*** Opening Available data ***

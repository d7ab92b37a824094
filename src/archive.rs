//! Archive access.
//!
//! Compiled map archives are opened by an external reader; this crate only
//! needs "give me the bytes of the entry at this logical path". The
//! [`ArchiveReader`] trait captures that, with two implementations:
//!
//! - [`MemoryArchive`] holds entries in memory (tests, embedding).
//! - [`DirectoryArchive`] reads entries from an unpacked archive on disk.

use std::collections::HashMap;
use std::fs;
use std::io::ErrorKind;
use std::path::{Path, PathBuf};

use crate::error::{ExtractError, Result};

/// Logical path of a map's compiled physics resource.
///
/// ```
/// assert_eq!(
///     phystri::archive::world_physics_path("de_dust2"),
///     "maps/de_dust2/world_physics.vmdl_c"
/// );
/// ```
pub fn world_physics_path(map: &str) -> String {
    format!("maps/{}/world_physics.vmdl_c", map)
}

/// Read access to the entries of a game archive.
pub trait ArchiveReader {
    /// Read the full contents of the entry at `path`.
    ///
    /// Fails with [`ExtractError::EntryNotFound`] when no such entry exists.
    fn read_entry(&self, path: &str) -> Result<Vec<u8>>;

    /// Whether an entry exists at `path`.
    fn contains(&self, path: &str) -> bool {
        self.read_entry(path).is_ok()
    }
}

impl<A: ArchiveReader + ?Sized> ArchiveReader for &A {
    fn read_entry(&self, path: &str) -> Result<Vec<u8>> {
        (**self).read_entry(path)
    }

    fn contains(&self, path: &str) -> bool {
        (**self).contains(path)
    }
}

/// An archive whose entries live in memory.
#[derive(Debug, Clone, Default)]
pub struct MemoryArchive {
    entries: HashMap<String, Vec<u8>>,
}

impl MemoryArchive {
    /// Create an empty archive.
    pub fn new() -> Self {
        Self::default()
    }

    /// Add or replace an entry.
    pub fn insert(&mut self, path: impl Into<String>, data: Vec<u8>) {
        self.entries.insert(path.into(), data);
    }

    /// Add an entry, builder style.
    pub fn with_entry(mut self, path: impl Into<String>, data: Vec<u8>) -> Self {
        self.insert(path, data);
        self
    }

    /// Number of entries.
    pub fn len(&self) -> usize {
        self.entries.len()
    }

    /// Whether the archive has no entries.
    pub fn is_empty(&self) -> bool {
        self.entries.is_empty()
    }
}

impl ArchiveReader for MemoryArchive {
    fn read_entry(&self, path: &str) -> Result<Vec<u8>> {
        self.entries
            .get(path)
            .cloned()
            .ok_or_else(|| ExtractError::EntryNotFound {
                path: path.to_string(),
            })
    }

    fn contains(&self, path: &str) -> bool {
        self.entries.contains_key(path)
    }
}

/// An archive unpacked into a directory tree.
///
/// Logical paths use `/` separators and are resolved relative to the root.
#[derive(Debug, Clone)]
pub struct DirectoryArchive {
    root: PathBuf,
}

impl DirectoryArchive {
    /// Open an unpacked archive rooted at `root`.
    pub fn open<P: AsRef<Path>>(root: P) -> Result<Self> {
        let root = root.as_ref();
        if !root.is_dir() {
            return Err(ExtractError::Io(std::io::Error::new(
                ErrorKind::NotFound,
                format!("{} is not a directory", root.display()),
            )));
        }
        Ok(Self {
            root: root.to_path_buf(),
        })
    }

    /// The archive root.
    pub fn root(&self) -> &Path {
        &self.root
    }

    fn resolve(&self, path: &str) -> PathBuf {
        path.split('/')
            .filter(|c| !c.is_empty())
            .fold(self.root.clone(), |acc, c| acc.join(c))
    }
}

impl ArchiveReader for DirectoryArchive {
    fn read_entry(&self, path: &str) -> Result<Vec<u8>> {
        let full = self.resolve(path);
        log::debug!("reading archive entry {} from {}", path, full.display());
        match fs::read(&full) {
            Ok(data) => Ok(data),
            Err(e) if e.kind() == ErrorKind::NotFound => Err(ExtractError::EntryNotFound {
                path: path.to_string(),
            }),
            Err(e) => Err(e.into()),
        }
    }

    fn contains(&self, path: &str) -> bool {
        self.resolve(path).is_file()
    }
}
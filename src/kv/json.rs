//! JSON adapter for key-value trees.
//!
//! Lets a physics tree exported to JSON by an external tool stand in for the
//! binary key-value decoder. JSON has no binary type, so blobs are written as
//! strings in the key-value text notation:
//!
//! ```text
//! "m_Edges": "#[ 01 00 00 00 02 03 01 00 ]"
//! ```
//!
//! Whitespace between byte pairs is optional. All other strings stay strings.

use serde_json::Value;

use super::{KeyValueDecoder, KvValue};
use crate::error::{ExtractError, Result};

/// Decodes UTF-8 JSON documents into [`KvValue`] trees.
#[derive(Debug, Clone, Copy, Default)]
pub struct JsonKvDecoder;

impl KeyValueDecoder for JsonKvDecoder {
    fn decode(&self, bytes: &[u8]) -> Result<KvValue> {
        let value: Value =
            serde_json::from_slice(bytes).map_err(|e| ExtractError::Decode(e.to_string()))?;
        from_json(value)
    }
}

/// Convert a parsed JSON value into a key-value tree.
pub fn from_json(value: Value) -> Result<KvValue> {
    Ok(match value {
        Value::Null => KvValue::Null,
        Value::Bool(b) => KvValue::Bool(b),
        Value::Number(n) => match n.as_i64() {
            Some(i) => KvValue::Int(i),
            None => KvValue::Float(n.as_f64().unwrap_or(f64::NAN)),
        },
        Value::String(s) => match parse_blob(&s) {
            Some(bytes) => KvValue::Bytes(bytes?),
            None => KvValue::Str(s),
        },
        Value::Array(items) => {
            KvValue::Array(items.into_iter().map(from_json).collect::<Result<Vec<_>>>()?)
        }
        Value::Object(entries) => KvValue::Map(
            entries
                .into_iter()
                .map(|(k, v)| Ok((k, from_json(v)?)))
                .collect::<Result<_>>()?,
        ),
    })
}

/// Parse a `#[ .. ]` blob literal.
///
/// Returns `None` when `s` is not a blob literal at all, and an error when it
/// is one but holds something other than hex byte pairs.
fn parse_blob(s: &str) -> Option<Result<Vec<u8>>> {
    let body = s.trim().strip_prefix("#[")?.strip_suffix(']')?;
    let digits: Vec<u8> = body.bytes().filter(|b| !b.is_ascii_whitespace()).collect();

    if digits.len() % 2 != 0 {
        return Some(Err(ExtractError::Decode(format!(
            "blob literal has an odd number of hex digits ({})",
            digits.len()
        ))));
    }

    Some(
        digits
            .chunks_exact(2)
            .map(|pair| {
                std::str::from_utf8(pair)
                    .ok()
                    .and_then(|p| u8::from_str_radix(p, 16).ok())
                    .ok_or_else(|| {
                        ExtractError::Decode(format!(
                            "invalid hex byte {:?} in blob literal",
                            String::from_utf8_lossy(pair)
                        ))
                    })
            })
            .collect(),
    )
}
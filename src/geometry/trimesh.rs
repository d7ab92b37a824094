//! Indexed triangle meshes.
//!
//! A mesh shape carries a vertex blob and a triangle blob. The triangle blob is
//! a flat array of little-endian `i32` vertex indices, three per triangle.

use super::{read_vertices, Triangle, Vec3};
use crate::bytes::ByteReader;
use crate::error::{ExtractError, Result};

/// Size in bytes of one triangle's index triple.
pub const TRIANGLE_INDEX_SIZE: usize = 12;

/// Resolve the triangles of an indexed mesh given as raw blobs.
///
/// The triangle count is `triangles.len() / 12`; a trailing partial triple is
/// ignored. A negative or out-of-range index fails with
/// [`ExtractError::MalformedGeometry`].
pub fn extract_mesh_triangles(vertices: &[u8], triangles: &[u8]) -> Result<Vec<Triangle>> {
    let vertices = read_vertices(vertices);
    let count = triangles.len() / TRIANGLE_INDEX_SIZE;

    let mut reader = ByteReader::new(triangles);
    let mut out = Vec::with_capacity(count);

    for t in 0..count {
        let a = lookup(&vertices, reader.read_i32()?, t)?;
        let b = lookup(&vertices, reader.read_i32()?, t)?;
        let c = lookup(&vertices, reader.read_i32()?, t)?;
        out.push(Triangle::new(a, b, c));
    }

    Ok(out)
}

fn lookup(vertices: &[Vec3], index: i32, triangle: usize) -> Result<Vec3> {
    usize::try_from(index)
        .ok()
        .and_then(|i| vertices.get(i))
        .copied()
        .ok_or_else(|| {
            ExtractError::malformed(format!(
                "triangle {} references vertex {} out of range ({} vertices)",
                triangle,
                index,
                vertices.len()
            ))
        })
}

#[cfg(test)]
mod tests {
    use super::*;
    use crate::geometry::hull_fixtures::vertex_blob;

    fn index_blob(indices: &[i32]) -> Vec<u8> {
        indices.iter().flat_map(|i| i.to_le_bytes()).collect()
    }

    const POSITIONS: [[f32; 3]; 8] = [
        [0.0, 0.0, 0.0],
        [1.0, 0.0, 0.0],
        [1.0, 1.0, 0.0],
        [0.0, 1.0, 0.0],
        [0.0, 0.0, 2.0],
        [1.0, 0.0, 2.0],
        [1.0, 1.0, 2.0],
        [0.0, 1.0, 2.0],
    ];

    fn p(i: usize) -> Vec3 {
        Vec3::new(POSITIONS[i][0], POSITIONS[i][1], POSITIONS[i][2])
    }

    #[test]
    fn test_two_triangles() {
        let vertices = vertex_blob(&POSITIONS);
        let triangles = index_blob(&[0, 1, 2, 7, 5, 4]);

        let out = extract_mesh_triangles(&vertices, &triangles).unwrap();
        assert_eq!(out.len(), 2);
        assert_eq!(out[0], Triangle::new(p(0), p(1), p(2)));
        assert_eq!(out[1], Triangle::new(p(7), p(5), p(4)));
    }

    #[test]
    fn test_trailing_partial_triple_ignored() {
        let vertices = vertex_blob(&POSITIONS);
        let mut triangles = index_blob(&[3, 2, 1]);
        triangles.extend_from_slice(&[0, 0, 0, 0, 1, 0]);

        let out = extract_mesh_triangles(&vertices, &triangles).unwrap();
        assert_eq!(out, vec![Triangle::new(p(3), p(2), p(1))]);
    }

    #[test]
    fn test_index_out_of_range() {
        let vertices = vertex_blob(&POSITIONS);
        for bad in [8, -1, i32::MAX] {
            let triangles = index_blob(&[0, 1, bad]);
            match extract_mesh_triangles(&vertices, &triangles) {
                Err(ExtractError::MalformedGeometry { details }) => {
                    assert!(details.contains(&bad.to_string()), "{}", details);
                }
                other => panic!("expected MalformedGeometry for {}, got {:?}", bad, other),
            }
        }
    }

    #[test]
    fn test_empty_mesh() {
        assert!(extract_mesh_triangles(&vertex_blob(&POSITIONS), &[]).unwrap().is_empty());
    }
}
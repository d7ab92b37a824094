//! Little-endian byte reading helpers.
//!
//! All binary inputs (resource containers, geometry blobs and triangle streams)
//! are read through [`ByteReader`], a bounds-checked cursor over a borrowed
//! slice. Every read that would run past the end fails with
//! [`ExtractError::TruncatedRecord`].

use crate::error::{ExtractError, Result};
use crate::geometry::Vec3;

/// Size in bytes of one vertex record (three `f32`).
pub const VEC3_SIZE: usize = 12;

/// A bounds-checked little-endian cursor over a byte slice.
#[derive(Debug, Clone)]
pub struct ByteReader<'a> {
    buffer: &'a [u8],
    position: usize,
}

impl<'a> ByteReader<'a> {
    /// Create a reader positioned at the start of `buffer`.
    pub fn new(buffer: &'a [u8]) -> Self {
        Self {
            buffer,
            position: 0,
        }
    }

    /// Current absolute position.
    #[inline]
    pub fn position(&self) -> usize {
        self.position
    }

    /// Number of bytes left after the cursor.
    #[inline]
    pub fn remaining(&self) -> usize {
        self.buffer.len().saturating_sub(self.position)
    }

    /// Whether the cursor has consumed the whole buffer.
    #[inline]
    pub fn is_empty(&self) -> bool {
        self.remaining() == 0
    }

    /// Move the cursor to an absolute position.
    ///
    /// Seeking to exactly the end of the buffer is allowed.
    pub fn seek(&mut self, position: usize) -> Result<()> {
        if position > self.buffer.len() {
            return Err(ExtractError::TruncatedRecord {
                offset: position,
                needed: 0,
                available: 0,
            });
        }
        self.position = position;
        Ok(())
    }

    /// Move the cursor by a signed delta.
    pub fn skip(&mut self, delta: i64) -> Result<()> {
        let target = i64::try_from(self.position)
            .ok()
            .and_then(|p| p.checked_add(delta))
            .and_then(|p| usize::try_from(p).ok())
            .ok_or_else(|| {
                ExtractError::malformed(format!(
                    "seek by {} from offset {} leaves the buffer",
                    delta, self.position
                ))
            })?;
        self.seek(target)
    }

    /// Borrow the next `len` bytes and advance past them.
    pub fn take(&mut self, len: usize) -> Result<&'a [u8]> {
        let available = self.remaining();
        if len > available {
            return Err(ExtractError::TruncatedRecord {
                offset: self.position,
                needed: len,
                available,
            });
        }
        let slice = &self.buffer[self.position..self.position + len];
        self.position += len;
        Ok(slice)
    }

    fn take_array<const N: usize>(&mut self) -> Result<[u8; N]> {
        let mut out = [0u8; N];
        out.copy_from_slice(self.take(N)?);
        Ok(out)
    }

    /// Read a `u8`.
    #[inline]
    pub fn read_u8(&mut self) -> Result<u8> {
        Ok(self.take_array::<1>()?[0])
    }

    /// Read a little-endian `u16`.
    #[inline]
    pub fn read_u16(&mut self) -> Result<u16> {
        self.take_array().map(u16::from_le_bytes)
    }

    /// Read a little-endian `u32`.
    #[inline]
    pub fn read_u32(&mut self) -> Result<u32> {
        self.take_array().map(u32::from_le_bytes)
    }

    /// Read a little-endian `i32`.
    #[inline]
    pub fn read_i32(&mut self) -> Result<i32> {
        self.take_array().map(i32::from_le_bytes)
    }

    /// Read a little-endian `u64`.
    #[inline]
    pub fn read_u64(&mut self) -> Result<u64> {
        self.take_array().map(u64::from_le_bytes)
    }

    /// Read a little-endian `f32`.
    #[inline]
    pub fn read_f32(&mut self) -> Result<f32> {
        self.take_array().map(f32::from_le_bytes)
    }

    /// Read three little-endian `f32` as a point.
    #[inline]
    pub fn read_vec3(&mut self) -> Result<Vec3> {
        let x = self.read_f32()?;
        let y = self.read_f32()?;
        let z = self.read_f32()?;
        Ok(Vec3::new(x, y, z))
    }
}

/// Append a point as three little-endian `f32`.
#[inline]
pub fn put_vec3(buf: &mut Vec<u8>, v: &Vec3) {
    buf.extend_from_slice(&v.x.to_le_bytes());
    buf.extend_from_slice(&v.y.to_le_bytes());
    buf.extend_from_slice(&v.z.to_le_bytes());
}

*** Closing Available data ***

**Directions:** Within the records above, find every line containing "that" and report only how many there are.

**Solution to this task:** 2